§ **What you are asked to do**: Output each line of the data word for word, from the first through the line that holds "to a parent.", and leave off whatever follows.

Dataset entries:
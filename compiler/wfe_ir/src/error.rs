//! Tree construction errors.
//!
//! A malformed expression is rejected by the parser before any node exists,
//! so the only failures left are producer bugs, such as reusing a subtree
//! or handing over a token with no source location. The arena rejects
//! these eagerly, which keeps the finished tree acyclic and every parent
//! link consistent. Walks over a finished tree cannot fail.

use crate::{ExprId, Position, TokenKind};

/// Invariant violation detected while building a tree.
#[derive(Debug, Clone, Copy, PartialEq, Eq, thiserror::Error)]
pub enum BuildError {
    /// A child id that this arena never allocated.
    #[error("expression {id} does not belong to this arena")]
    UnknownExpr { id: ExprId },

    /// A subtree attached to a second parent.
    #[error("expression {child} is already a child of {parent}")]
    AlreadyAttached { child: ExprId, parent: ExprId },

    /// `finish` called on a node that is itself a child.
    #[error("expression {root} cannot be the root: its parent is {parent}")]
    RootHasParent { root: ExprId, parent: ExprId },

    /// A token with a zero line or column. Every node must report a real
    /// source location.
    #[error("{kind} token at {position} has no source location")]
    InvalidPosition { kind: TokenKind, position: Position },

    /// A non-root node that was never attached to a parent.
    #[error("expression {id} is not reachable from the root")]
    Detached { id: ExprId },

    /// An index space ran out of `u32`/`u16` room.
    #[error("too many {what}: {count} exceeds the limit of {max}")]
    CapacityExceeded {
        what: &'static str,
        count: usize,
        max: usize,
    },
}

§ **Exercise result**:
filename compiler/wfe_ir/src/error.rs
//! Tree construction errors.
//!
//! A malformed expression is rejected by the parser before any node exists,
//! so the only failures left are producer bugs, such as reusing a subtree
//! or handing over a token with no source location. The arena rejects
//! these eagerly, which keeps the finished tree acyclic and every parent
//! link consistent. Walks over a finished tree cannot fail.

use crate::{ExprId, Position, TokenKind};

/// Invariant violation detected while building a tree.
#[derive(Debug, Clone, Copy, PartialEq, Eq, thiserror::Error)]
pub enum BuildError {
    /// A child id that this arena never allocated.
    #[error("expression {id} does not belong to this arena")]
    UnknownExpr { id: ExprId },

    /// A subtree attached to a second parent.
    #[error("expression {child} is already a child of {parent}")]
    AlreadyAttached { child: ExprId, parent: ExprId },

    /// `finish` called on a node that is itself a child.
    #[error("expression {root} cannot be the root: its parent is {parent}")]
    RootHasParent { root: ExprId, parent: ExprId },

    /// A token with a zero line or column. Every node must report a real
    /// source location.
    #[error("{kind} token at {position} has no source location")]
    InvalidPosition { kind: TokenKind, position: Position },

    /// A non-root node that was never attached to a parent.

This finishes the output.